> [What you should do]
Beginning with the line where "pub mod connected_users;" occurs, set down each line of the records through the final one, exactly and without additions.

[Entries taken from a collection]
--- --- ---

//! Page modules for route-level screens.
//!
//! ARCHITECTURE
//! ============
//! Each page owns route-scoped orchestration and delegates rendering details
//! to `components`.

pub mod connected_users;
pub mod login;
pub mod user_directory;
pub mod user_viewer;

--- --- ---

> [Solution to this task]
pub mod connected_users;
pub mod login;
pub mod user_directory;
pub mod user_viewer;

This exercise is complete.